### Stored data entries
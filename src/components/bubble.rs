//! Dark bubble scenarios: a brane nucleating inside a vacuum box.

use super::{rounded_rect, text};
use crate::assets::{AssetLoader, WEIGHT_FIGURE};
use crate::component::{Binding, BubbleVariant, Component, ComponentType, PartName, PartRef, TrackerId};
use crate::error::Result;
use crate::geometry::{Bounds, Direction, Paint, Point, SceneNode, Shape};
use crate::style::{Color, KindDefaults, StyleSnapshot};
use std::f64::consts::{FRAC_PI_4, TAU};
use std::path::Path;

const LABEL_SIZE: f64 = 0.35;
const LABEL_Z: i32 = 4;
/// Starting value of the vacuum energy bar
pub(crate) const INITIAL_ENERGY: f64 = 0.8;
const WAVE_SAMPLES: usize = 720;

pub(super) fn layout(
    variant: BubbleVariant,
    style: &KindDefaults,
    assets: &AssetLoader,
    snapshot: StyleSnapshot,
) -> Result<Component> {
    let brane = &style.brane;
    let vacuum = &style.vacuum;
    let bubble = &style.bubble;
    let r = brane.brane_radius;

    let background = SceneNode::shape(
        rounded_rect(
            Point::ORIGIN,
            bubble.box_width,
            bubble.box_height,
            vacuum.corner_radii(),
        ),
        Paint::stroke(vacuum.vacuum_color, vacuum.vacuum_stroke_w)
            .with_fill(vacuum.vacuum_color, vacuum.vacuum_fill_opa),
    );
    let box_bounds = Bounds::around(Point::ORIGIN, bubble.box_width, bubble.box_height);

    let brane_circle = SceneNode::shape(
        Shape::Circle {
            center: Point::ORIGIN,
            radius: r,
        },
        Paint::stroke(brane.brane_color, brane.brane_stroke_w)
            .with_fill(brane.brane_color, 1.5 * brane.brane_fill_opa),
    );

    let label = |content: &str, position: Point| {
        let mut node = text(content, position, LABEL_SIZE, vacuum.vacuum_text_color);
        node.set_z_index(LABEL_Z);
        node
    };
    let mut inner_label = label("k_{-}", Point::ORIGIN);
    let mut outer_label = label(
        "k_{+}",
        box_bounds.corner(Direction::UpRight) - Point::new(0.45, 0.45),
    );

    let component_type = ComponentType::Bubble(variant);
    let component = match variant {
        BubbleVariant::Empty => Component::new(
            component_type,
            snapshot,
            vec![
                (PartName::Background, background),
                (PartName::OuterLabel, outer_label),
                (PartName::Brane, brane_circle),
                (PartName::InnerLabel, inner_label),
                (PartName::RadiusInfo, radius_info(style)),
            ],
        ),
        BubbleVariant::Instanton => {
            let inner = label("V(\\phi_{-})", Point::ORIGIN);
            let outer = label(
                "V(\\phi_{+})",
                box_bounds.corner(Direction::UpRight) - Point::new(0.55, 0.55),
            );
            Component::new(
                component_type,
                snapshot,
                vec![
                    (PartName::Background, background),
                    (PartName::OuterLabel, outer),
                    (PartName::Brane, brane_circle),
                    (PartName::InnerLabel, inner),
                ],
            )
        }
        BubbleVariant::Radiation => {
            let mass = mass(assets, vacuum.vacuum_text_color)?;
            if let Some(mass_bounds) = mass.bounds() {
                inner_label.next_to(&mass_bounds, Direction::Down, 0.2);
            }
            Component::new(
                component_type,
                snapshot,
                vec![
                    (PartName::Background, background),
                    (PartName::OuterLabel, outer_label),
                    (PartName::Brane, brane_circle),
                    (PartName::InnerLabel, inner_label),
                    (PartName::Mass, mass),
                ],
            )
        }
        BubbleVariant::Gw => {
            let waves = |stroke_width: f64, fill_opacity: f64| {
                let mut paint = Paint::stroke(brane.brane_color, stroke_width);
                if fill_opacity > 0.0 {
                    paint = paint.with_fill(brane.brane_color, fill_opacity);
                }
                SceneNode::shape(Shape::Curve { points: wavy_circle(r) }, paint)
            };
            Component::new(
                component_type,
                snapshot,
                vec![
                    (PartName::Background, background),
                    (PartName::OuterLabel, outer_label),
                    (PartName::Brane, waves(brane.brane_stroke_w, brane.brane_fill_opa)),
                    (PartName::InnerLabel, inner_label),
                    (PartName::BroadcastWaves, waves(brane.brane_stroke_w / 3.0, 0.0)),
                ],
            )
        }
        BubbleVariant::Strings => {
            outer_label.shift(Point::new(0.0, -0.3));
            let anchors: Vec<SceneNode> = (0..8)
                .map(|i| {
                    SceneNode::shape(
                        Shape::Dot {
                            center: Point::polar(r, i as f64 * FRAC_PI_4),
                            radius: 0.0,
                        },
                        Paint::stroke(brane.brane_color, 0.0),
                    )
                })
                .collect();
            let strings: Vec<SceneNode> = Direction::compass()
                .iter()
                .zip(&anchors)
                .map(|(direction, anchor)| {
                    let mut end = box_bounds.corner(*direction);
                    if direction.is_diagonal() {
                        // stay clear of rounded corners
                        let inset = vacuum.corner_rad / 6.0;
                        let (dx, dy) = (direction.unit().x.signum(), direction.unit().y.signum());
                        end = end - Point::new(inset * dx, inset * dy);
                    }
                    SceneNode::shape(
                        Shape::Line {
                            start: anchor.center(),
                            end,
                        },
                        Paint::stroke(bubble.string_color, bubble.string_stroke_w),
                    )
                })
                .collect();
            let brane_with_anchors = SceneNode::group(vec![SceneNode::group(anchors), brane_circle]);

            Component::new(
                component_type,
                snapshot,
                vec![
                    (PartName::Background, background),
                    (PartName::OuterLabel, outer_label),
                    (PartName::BraneAnchors, brane_with_anchors),
                    (PartName::Strings, SceneNode::group(strings)),
                    (PartName::InnerLabel, inner_label),
                ],
            )
            .with_binding(Binding::Tether {
                anchors: PartRef::child(PartName::BraneAnchors, &[0]),
                lines: PartName::Strings.into(),
            })
        }
        BubbleVariant::Em => {
            let inner_radius = 1.05 * r;
            let field_top = SceneNode::shape(
                Shape::Circle {
                    center: Point::ORIGIN,
                    radius: inner_radius,
                },
                Paint::stroke(bubble.field_top_color, 4.0),
            );
            Component::new(
                component_type,
                snapshot,
                vec![
                    (PartName::Background, background),
                    (PartName::OuterLabel, outer_label),
                    (PartName::Brane, brane_circle),
                    (PartName::InnerLabel, inner_label),
                    (PartName::FieldTop, field_top),
                    (PartName::FieldGlow, field_glow(style, Point::ORIGIN)),
                ],
            )
        }
        BubbleVariant::EnergyDiscussion => {
            let mut bar = SceneNode::shape(
                rounded_rect(Point::ORIGIN, bubble.box_width, 0.6, vacuum.corner_radii()),
                Paint::stroke(brane.brane_color, vacuum.vacuum_stroke_w + 0.2),
            );
            bar.next_to(&box_bounds, Direction::Down, 0.2);
            let fill = SceneNode::shape(
                rounded_rect(bar.center(), INITIAL_ENERGY, 0.5, vacuum.corner_radii()),
                Paint::stroke(brane.brane_color, 0.1)
                    .with_fill(brane.brane_color, brane.brane_fill_opa),
            );
            let energy_cost = SceneNode::shape(
                Shape::Circle {
                    center: Point::ORIGIN,
                    radius: r,
                },
                Paint::stroke(brane.brane_color, vacuum.vacuum_stroke_w + 0.9).dashed(),
            );
            let fake_brane = brane_circle.clone();

            Component::new(
                component_type,
                snapshot,
                vec![
                    (PartName::Background, background),
                    (PartName::OuterLabel, outer_label),
                    (PartName::FakeBrane, fake_brane),
                    (PartName::Brane, brane_circle),
                    (PartName::EnergyCost, energy_cost),
                    (PartName::EnergyBar, bar),
                    (PartName::InnerLabel, inner_label),
                    (PartName::EnergyFill, fill),
                ],
            )
            .with_tracker(TrackerId::VacuumEnergy, INITIAL_ENERGY)
            .with_binding(Binding::BarWidth {
                tracker: TrackerId::VacuumEnergy,
                bar: PartName::EnergyFill.into(),
                container: PartName::EnergyBar.into(),
            })
        }
    };
    Ok(component)
}

/// Line from the center out past the brane, labelled with the scale factor
fn radius_info(style: &KindDefaults) -> SceneNode {
    let r = style.brane.brane_radius;
    let color = style.vacuum.vacuum_text_color;
    let line = SceneNode::shape(
        Shape::Line {
            start: Point::ORIGIN,
            end: Point::polar(r, FRAC_PI_4) * 2.5,
        },
        Paint::stroke(color, style.brane.brane_stroke_w),
    );
    let mut caption = SceneNode::shape(
        Shape::Label {
            text: "r=a(\\tau)".to_string(),
            position: Point::ORIGIN,
            font_size: 0.3,
            rotation: FRAC_PI_4,
        },
        Paint::fill(color, 1.0),
    );
    let midpoint = line.center();
    caption.next_to(&Bounds::around(midpoint, 0.0, 0.0), Direction::Left, 0.05);
    SceneNode::group(vec![line, caption])
}

/// Matter figure, one scene unit high
fn mass(assets: &AssetLoader, color: Color) -> Result<SceneNode> {
    let svg = assets.load_svg(Path::new(WEIGHT_FIGURE))?;
    let height = 1.0;
    Ok(SceneNode::shape(
        Shape::Svg {
            source: svg.path.display().to_string(),
            center: Point::ORIGIN,
            width: height * svg.aspect_ratio(),
            height,
        },
        Paint::fill(color, 1.0),
    ))
}

/// Brane outline with a small ripple, traced twice around
fn wavy_circle(radius: f64) -> Vec<Point> {
    (0..=WAVE_SAMPLES)
        .map(|i| {
            let t = 2.0 * TAU * i as f64 / WAVE_SAMPLES as f64;
            Point::polar(radius + 0.01 * (25.0 * t).sin(), t)
        })
        .collect()
}

/// Concentric annuli fading out from just above the brane surface
fn field_glow(style: &KindDefaults, center: Point) -> SceneNode {
    let grad = style.bubble.field_gradient.max(1);
    let color = style.bubble.field_top_color;
    let inner_radius = 1.05 * style.brane.brane_radius;
    let outer_limit = style.brane.brane_radius + 0.6;
    let rings = (0..grad)
        .map(|idx| {
            SceneNode::shape(
                Shape::Annulus {
                    center,
                    inner_radius,
                    outer_radius: inner_radius
                        + idx as f64 / grad as f64 * (outer_limit - inner_radius),
                },
                Paint::fill(color, 0.75 / grad as f64).with_stroke_opacity(0.0),
            )
        })
        .collect();
    SceneNode::group(rings)
}

#[cfg(test)]
mod tests {
    use super::*;
    use crate::error::SceneError;

    fn build(variant: BubbleVariant) -> Component {
        let style = KindDefaults::default();
        let assets = AssetLoader::new(concat!(env!("CARGO_MANIFEST_DIR"), "/assets"));
        let snapshot = StyleSnapshot::capture(&style, ComponentType::Bubble(variant).style_kinds());
        layout(variant, &style, &assets, snapshot).unwrap()
    }

    #[test]
    fn test_part_order_keeps_brane_third() {
        for variant in [
            BubbleVariant::Empty,
            BubbleVariant::Instanton,
            BubbleVariant::Radiation,
            BubbleVariant::Gw,
            BubbleVariant::Em,
        ] {
            assert_eq!(build(variant).index_of(PartName::Brane), Some(2), "{:?}", variant);
        }
        assert_eq!(build(BubbleVariant::Strings).index_of(PartName::BraneAnchors), Some(2));
    }

    #[test]
    fn test_strings_start_on_brane_and_end_on_box() {
        let component = build(BubbleVariant::Strings);
        let strings = component.part(PartName::Strings).unwrap();
        assert_eq!(strings.children().len(), 8);
        let box_bounds = component.part(PartName::Background).unwrap().bounds().unwrap();
        for (i, line) in strings.primitives().into_iter().enumerate() {
            let Shape::Line { start, end } = line.shape else {
                panic!("string is not a line");
            };
            assert!(start.approx_eq(Point::polar(1.0, i as f64 * FRAC_PI_4), 1e-9));
            assert!(box_bounds.contains(end));
        }
    }

    #[test]
    fn test_energy_fill_starts_at_bar_left_edge() {
        let component = build(BubbleVariant::EnergyDiscussion);
        assert_eq!(component.tracker(TrackerId::VacuumEnergy), Some(INITIAL_ENERGY));
        let bar = component.part(PartName::EnergyBar).unwrap().bounds().unwrap();
        let fill = component.part(PartName::EnergyFill).unwrap().bounds().unwrap();
        assert!((fill.min.x - bar.min.x).abs() < 1e-9);
        assert!((fill.width() - INITIAL_ENERGY).abs() < 1e-9);
        let background = component.part(PartName::Background).unwrap().bounds().unwrap();
        assert!((background.min.y - bar.max.y - 0.2).abs() < 1e-9);
    }

    #[test]
    fn test_field_glow_has_one_ring_per_gradient_step() {
        let component = build(BubbleVariant::Em);
        let glow = component.part(PartName::FieldGlow).unwrap();
        assert_eq!(glow.children().len(), 50);
    }

    #[test]
    fn test_radiation_requires_mass_figure() {
        let style = KindDefaults::default();
        let dir = tempfile::tempdir().unwrap();
        let assets = AssetLoader::new(dir.path());
        let snapshot = StyleSnapshot::capture(&style, &[]);
        let err = layout(BubbleVariant::Radiation, &style, &assets, snapshot).unwrap_err();
        assert!(matches!(err, SceneError::AssetNotFound { .. }));
    }
}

### WHAT TO PRODUCE
Reply with only the number of lines in the entries that contain the word "TrackerId".

### RESULT OF THIS TASK
4